### What you will do
Return the whole of the data exactly.

### Records
::::

//! Configuration loading from disk.

use std::fs;
use std::path::Path;

use thiserror::Error;

use crate::config::schema::CatalogConfig;
use crate::config::validation::{validate_config, ValidationError};

/// Error type for configuration loading.
#[derive(Debug, Error)]
pub enum ConfigError {
    #[error("IO error: {0}")]
    Io(#[from] std::io::Error),

    #[error("Parse error: {0}")]
    Parse(#[from] toml::de::Error),

    #[error("Validation failed: {}", join_errors(.0))]
    Validation(Vec<ValidationError>),
}

fn join_errors(errors: &[ValidationError]) -> String {
    errors
        .iter()
        .map(ToString::to_string)
        .collect::<Vec<_>>()
        .join(", ")
}

/// Load and validate configuration from a TOML file.
pub fn load_config(path: &Path) -> Result<CatalogConfig, ConfigError> {
    let content = fs::read_to_string(path)?;
    let config: CatalogConfig = toml::from_str(&content)?;

    validate_config(&config).map_err(ConfigError::Validation)?;

    Ok(config)
}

::::

### Task solution
//! Configuration loading from disk.

use std::fs;
use std::path::Path;

use thiserror::Error;

use crate::config::schema::CatalogConfig;
use crate::config::validation::{validate_config, ValidationError};

/// Error type for configuration loading.
#[derive(Debug, Error)]
pub enum ConfigError {
    #[error("IO error: {0}")]
    Io(#[from] std::io::Error),

    #[error("Parse error: {0}")]
    Parse(#[from] toml::de::Error),

    #[error("Validation failed: {}", join_errors(.0))]
    Validation(Vec<ValidationError>),
}

fn join_errors(errors: &[ValidationError]) -> String {
    errors
        .iter()
        .map(ToString::to_string)
        .collect::<Vec<_>>()
        .join(", ")
}

/// Load and validate configuration from a TOML file.
pub fn load_config(path: &Path) -> Result<CatalogConfig, ConfigError> {
    let content = fs::read_to_string(path)?;
    let config: CatalogConfig = toml::from_str(&content)?;

    validate_config(&config).map_err(ConfigError::Validation)?;

    Ok(config)
}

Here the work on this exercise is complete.